*Source records*
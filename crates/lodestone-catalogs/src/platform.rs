//! In-memory platform objects
//!
//! Stands in for the live log-management server. State can be persisted
//! to a JSON snapshot so separate CLI runs see each other's objects.

use anyhow::{anyhow, Context, Result};
use camino::Utf8Path;
use serde::{Deserialize, Serialize};
use std::collections::BTreeMap;
use std::sync::{Mutex, MutexGuard};
use tracing::debug;

type JsonMap = serde_json::Map<String, serde_json::Value>;

#[derive(Debug, Clone, PartialEq, Serialize, Deserialize)]
pub struct Input {
    pub id: String,
    pub title: String,
    #[serde(rename = "type")]
    pub input_type: String,
    #[serde(default)]
    pub global: bool,
    #[serde(default)]
    pub configuration: JsonMap,
    #[serde(default)]
    pub running: bool,
}

#[derive(Debug, Clone, PartialEq, Serialize, Deserialize)]
pub struct Output {
    pub id: String,
    pub title: String,
    #[serde(rename = "type")]
    pub output_type: String,
    #[serde(default)]
    pub configuration: JsonMap,
}

#[derive(Debug, Clone, PartialEq, Serialize, Deserialize)]
pub struct Stream {
    pub id: String,
    pub title: String,
    #[serde(default)]
    pub description: Option<String>,
    /// Ids of live outputs
    #[serde(default)]
    pub outputs: Vec<String>,
    #[serde(default)]
    pub disabled: bool,
}

#[derive(Debug, Clone, PartialEq, Serialize, Deserialize)]
pub struct PipelineRule {
    pub id: String,
    pub title: String,
    #[serde(default)]
    pub description: Option<String>,
    pub source: String,
}

#[derive(Debug, Clone, PartialEq, Serialize, Deserialize)]
pub struct GrokPattern {
    pub id: String,
    pub name: String,
    pub pattern: String,
}

/// Every live object, keyed by id
#[derive(Debug, Clone, Default, PartialEq, Serialize, Deserialize)]
pub struct PlatformState {
    #[serde(default)]
    pub inputs: BTreeMap<String, Input>,
    #[serde(default)]
    pub outputs: BTreeMap<String, Output>,
    #[serde(default)]
    pub streams: BTreeMap<String, Stream>,
    #[serde(default)]
    pub pipeline_rules: BTreeMap<String, PipelineRule>,
    #[serde(default)]
    pub grok_patterns: BTreeMap<String, GrokPattern>,
}

impl PlatformState {
    pub fn object_count(&self) -> usize {
        self.inputs.len()
            + self.outputs.len()
            + self.streams.len()
            + self.pipeline_rules.len()
            + self.grok_patterns.len()
    }
}

/// Shared platform handle; every operation is one critical section
#[derive(Debug, Default)]
pub struct InMemoryPlatform {
    state: Mutex<PlatformState>,
}

impl InMemoryPlatform {
    pub fn new() -> Self {
        Self::default()
    }

    pub fn from_state(state: PlatformState) -> Self {
        Self {
            state: Mutex::new(state),
        }
    }

    /// Load a snapshot; a missing file yields an empty platform
    pub fn load_from(path: &Utf8Path) -> Result<Self> {
        if !path.exists() {
            debug!("No platform snapshot at {}, starting empty", path);
            return Ok(Self::new());
        }
        let content = std::fs::read_to_string(path)
            .with_context(|| format!("Failed to read platform snapshot {}", path))?;
        let state: PlatformState = serde_json::from_str(&content)
            .with_context(|| format!("Failed to parse platform snapshot {}", path))?;
        Ok(Self::from_state(state))
    }

    pub fn save_to(&self, path: &Utf8Path) -> Result<()> {
        let json = serde_json::to_string_pretty(&self.snapshot()?)
            .context("Failed to serialize platform snapshot")?;
        if let Some(parent) = path.parent() {
            std::fs::create_dir_all(parent)
                .with_context(|| format!("Failed to create directory {}", parent))?;
        }
        std::fs::write(path, json)
            .with_context(|| format!("Failed to write platform snapshot {}", path))?;
        Ok(())
    }

    pub fn snapshot(&self) -> Result<PlatformState> {
        Ok(self.lock()?.clone())
    }

    /// Run `f` with exclusive access to the state
    pub fn with_state<T>(&self, f: impl FnOnce(&mut PlatformState) -> T) -> Result<T> {
        let mut state = self.lock()?;
        Ok(f(&mut state))
    }

    /// Return the pattern with `name`, inserting it if absent
    ///
    /// The boolean is true when the pattern already existed.
    pub fn find_or_insert_grok_pattern(
        &self,
        name: &str,
        pattern: &str,
    ) -> Result<(GrokPattern, bool)> {
        self.with_state(|state| {
            if let Some(existing) = state.grok_patterns.values().find(|p| p.name == name) {
                return (existing.clone(), true);
            }
            let created = GrokPattern {
                id: new_id(),
                name: name.to_string(),
                pattern: pattern.to_string(),
            };
            state.grok_patterns.insert(created.id.clone(), created.clone());
            (created, false)
        })
    }

    fn lock(&self) -> Result<MutexGuard<'_, PlatformState>> {
        self.state
            .lock()
            .map_err(|_| anyhow!("platform state lock poisoned"))
    }
}

/// Fresh id for a live object
pub fn new_id() -> String {
    uuid::Uuid::new_v4().simple().to_string()
}

#[cfg(test)]
mod tests {
    use super::*;
    use camino::Utf8PathBuf;

    #[test]
    fn test_grok_find_or_insert_is_idempotent() {
        let platform = InMemoryPlatform::new();
        let (first, existed) = platform.find_or_insert_grok_pattern("IPV4", "\\d+").unwrap();
        assert!(!existed);
        let (second, existed) = platform.find_or_insert_grok_pattern("IPV4", "ignored").unwrap();
        assert!(existed);
        assert_eq!(first, second);
        assert_eq!(second.pattern, "\\d+");
        assert_eq!(platform.snapshot().unwrap().grok_patterns.len(), 1);
    }

    #[test]
    fn test_snapshot_round_trip() {
        let dir = tempfile::tempdir().unwrap();
        let path = Utf8PathBuf::from_path_buf(dir.path().join("state/platform.json")).unwrap();

        let platform = InMemoryPlatform::new();
        platform
            .with_state(|state| {
                state.outputs.insert(
                    "o1".into(),
                    Output {
                        id: "o1".into(),
                        title: "archive".into(),
                        output_type: "gelf".into(),
                        configuration: JsonMap::new(),
                    },
                );
            })
            .unwrap();
        platform.save_to(&path).unwrap();

        let reloaded = InMemoryPlatform::load_from(&path).unwrap();
        assert_eq!(reloaded.snapshot().unwrap(), platform.snapshot().unwrap());
        assert_eq!(reloaded.snapshot().unwrap().object_count(), 1);
    }

    #[test]
    fn test_missing_snapshot_is_empty() {
        let path = Utf8Path::new("/nonexistent/platform.json");
        let platform = InMemoryPlatform::load_from(path).unwrap();
        assert_eq!(platform.snapshot().unwrap().object_count(), 0);
    }
}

*What the exercise asks*
Set down again, word for word, the stretch of records from the line with "can be persisted" to the line with "use tracing::debug;", both of those lines included.

*Completed exercise*
//! Stands in for the live log-management server. State can be persisted
//! to a JSON snapshot so separate CLI runs see each other's objects.

use anyhow::{anyhow, Context, Result};
use camino::Utf8Path;
use serde::{Deserialize, Serialize};
use std::collections::BTreeMap;
use std::sync::{Mutex, MutexGuard};
use tracing::debug;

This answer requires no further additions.